Given data >>
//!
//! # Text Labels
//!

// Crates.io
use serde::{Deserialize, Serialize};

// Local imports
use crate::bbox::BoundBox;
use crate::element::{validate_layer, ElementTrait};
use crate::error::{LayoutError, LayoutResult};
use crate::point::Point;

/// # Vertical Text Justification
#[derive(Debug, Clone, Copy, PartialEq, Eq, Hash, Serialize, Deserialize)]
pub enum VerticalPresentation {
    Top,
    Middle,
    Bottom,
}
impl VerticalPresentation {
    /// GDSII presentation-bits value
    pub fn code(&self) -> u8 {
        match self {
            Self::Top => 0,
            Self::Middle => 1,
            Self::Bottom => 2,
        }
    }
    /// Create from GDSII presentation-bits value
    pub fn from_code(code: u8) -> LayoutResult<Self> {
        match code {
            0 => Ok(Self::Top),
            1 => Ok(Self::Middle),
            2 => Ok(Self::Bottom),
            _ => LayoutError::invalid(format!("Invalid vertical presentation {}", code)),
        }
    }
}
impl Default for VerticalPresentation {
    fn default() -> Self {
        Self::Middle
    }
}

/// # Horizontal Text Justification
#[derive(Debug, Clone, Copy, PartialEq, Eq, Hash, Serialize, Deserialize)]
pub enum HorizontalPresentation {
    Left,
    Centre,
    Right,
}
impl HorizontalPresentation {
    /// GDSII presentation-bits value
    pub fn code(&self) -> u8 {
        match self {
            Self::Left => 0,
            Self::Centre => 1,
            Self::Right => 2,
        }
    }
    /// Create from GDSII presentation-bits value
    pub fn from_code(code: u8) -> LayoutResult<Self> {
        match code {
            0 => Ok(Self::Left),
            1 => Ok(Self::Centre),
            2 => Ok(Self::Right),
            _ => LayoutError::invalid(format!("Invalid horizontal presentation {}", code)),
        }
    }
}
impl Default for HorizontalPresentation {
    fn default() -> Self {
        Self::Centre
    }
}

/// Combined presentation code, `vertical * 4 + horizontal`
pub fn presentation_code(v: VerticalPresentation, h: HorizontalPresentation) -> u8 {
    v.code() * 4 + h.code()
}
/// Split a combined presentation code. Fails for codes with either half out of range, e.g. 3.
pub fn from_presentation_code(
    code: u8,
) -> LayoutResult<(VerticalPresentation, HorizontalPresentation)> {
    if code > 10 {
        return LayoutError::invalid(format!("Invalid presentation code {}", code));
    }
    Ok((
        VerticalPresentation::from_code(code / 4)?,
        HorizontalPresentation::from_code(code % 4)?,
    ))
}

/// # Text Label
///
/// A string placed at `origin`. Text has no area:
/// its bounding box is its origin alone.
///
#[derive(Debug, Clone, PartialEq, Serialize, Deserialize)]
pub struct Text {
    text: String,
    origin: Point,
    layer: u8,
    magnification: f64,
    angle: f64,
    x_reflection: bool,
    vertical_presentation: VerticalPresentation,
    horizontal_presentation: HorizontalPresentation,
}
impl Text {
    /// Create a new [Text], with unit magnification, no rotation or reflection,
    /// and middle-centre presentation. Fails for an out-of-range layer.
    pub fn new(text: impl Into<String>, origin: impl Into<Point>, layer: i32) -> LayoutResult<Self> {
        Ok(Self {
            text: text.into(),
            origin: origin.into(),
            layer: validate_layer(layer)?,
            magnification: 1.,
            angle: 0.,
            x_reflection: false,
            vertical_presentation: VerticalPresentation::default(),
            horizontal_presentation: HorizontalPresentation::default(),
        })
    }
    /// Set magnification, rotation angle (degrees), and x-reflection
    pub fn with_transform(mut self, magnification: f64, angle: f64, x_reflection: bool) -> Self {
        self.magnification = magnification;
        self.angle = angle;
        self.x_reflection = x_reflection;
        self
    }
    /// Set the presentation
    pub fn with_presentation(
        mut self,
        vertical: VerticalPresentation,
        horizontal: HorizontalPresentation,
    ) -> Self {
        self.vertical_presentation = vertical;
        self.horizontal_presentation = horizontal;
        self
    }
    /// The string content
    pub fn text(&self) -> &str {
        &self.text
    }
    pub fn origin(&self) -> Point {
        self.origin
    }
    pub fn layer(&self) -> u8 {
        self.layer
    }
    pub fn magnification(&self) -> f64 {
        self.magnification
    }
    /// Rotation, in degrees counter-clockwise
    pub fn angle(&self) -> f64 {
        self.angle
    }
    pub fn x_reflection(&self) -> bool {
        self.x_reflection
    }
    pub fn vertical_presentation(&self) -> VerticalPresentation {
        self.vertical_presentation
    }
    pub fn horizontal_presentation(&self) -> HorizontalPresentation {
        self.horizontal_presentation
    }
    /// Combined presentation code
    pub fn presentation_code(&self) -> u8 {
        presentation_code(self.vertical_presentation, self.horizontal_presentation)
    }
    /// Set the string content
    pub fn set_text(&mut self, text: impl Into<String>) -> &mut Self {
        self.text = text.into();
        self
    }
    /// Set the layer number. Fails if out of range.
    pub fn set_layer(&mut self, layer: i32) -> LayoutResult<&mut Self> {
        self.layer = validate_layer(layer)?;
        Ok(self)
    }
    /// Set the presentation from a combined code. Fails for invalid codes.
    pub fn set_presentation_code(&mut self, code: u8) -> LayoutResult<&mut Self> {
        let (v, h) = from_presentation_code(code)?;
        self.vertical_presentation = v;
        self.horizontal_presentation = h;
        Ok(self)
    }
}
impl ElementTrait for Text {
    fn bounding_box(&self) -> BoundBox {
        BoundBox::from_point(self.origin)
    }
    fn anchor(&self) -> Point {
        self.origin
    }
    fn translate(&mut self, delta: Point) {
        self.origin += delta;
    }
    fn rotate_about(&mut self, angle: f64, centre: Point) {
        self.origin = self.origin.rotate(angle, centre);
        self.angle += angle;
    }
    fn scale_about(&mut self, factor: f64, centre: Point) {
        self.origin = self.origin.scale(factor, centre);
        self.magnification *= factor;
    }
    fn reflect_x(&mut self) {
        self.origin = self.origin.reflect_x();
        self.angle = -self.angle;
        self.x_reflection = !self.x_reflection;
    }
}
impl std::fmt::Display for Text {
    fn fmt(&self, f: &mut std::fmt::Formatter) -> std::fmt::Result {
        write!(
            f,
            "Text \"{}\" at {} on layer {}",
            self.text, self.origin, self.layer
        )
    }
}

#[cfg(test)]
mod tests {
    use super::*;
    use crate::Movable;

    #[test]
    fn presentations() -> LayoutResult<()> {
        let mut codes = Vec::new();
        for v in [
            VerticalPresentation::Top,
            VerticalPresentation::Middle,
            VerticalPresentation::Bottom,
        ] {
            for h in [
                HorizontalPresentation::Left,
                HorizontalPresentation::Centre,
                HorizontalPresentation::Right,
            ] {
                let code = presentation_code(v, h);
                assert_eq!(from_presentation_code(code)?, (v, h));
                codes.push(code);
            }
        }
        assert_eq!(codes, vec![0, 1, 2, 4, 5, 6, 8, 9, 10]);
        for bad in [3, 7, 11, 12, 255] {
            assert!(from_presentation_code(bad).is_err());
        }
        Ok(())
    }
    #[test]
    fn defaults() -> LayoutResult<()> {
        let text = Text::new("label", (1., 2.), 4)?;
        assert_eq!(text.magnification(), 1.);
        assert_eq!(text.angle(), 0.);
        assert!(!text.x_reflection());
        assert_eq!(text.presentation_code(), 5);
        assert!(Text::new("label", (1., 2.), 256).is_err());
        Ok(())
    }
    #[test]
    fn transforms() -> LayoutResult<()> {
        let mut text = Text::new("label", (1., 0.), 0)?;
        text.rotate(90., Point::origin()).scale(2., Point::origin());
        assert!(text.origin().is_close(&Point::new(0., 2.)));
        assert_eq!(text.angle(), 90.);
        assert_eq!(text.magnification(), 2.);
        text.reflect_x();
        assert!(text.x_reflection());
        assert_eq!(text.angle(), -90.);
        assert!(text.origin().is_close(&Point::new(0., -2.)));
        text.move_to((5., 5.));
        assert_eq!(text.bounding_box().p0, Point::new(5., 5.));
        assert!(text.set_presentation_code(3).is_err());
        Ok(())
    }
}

Exercise directions >>
Counting the lines above that hold "Left", reply with the number and no other words.

Output of the task >>
4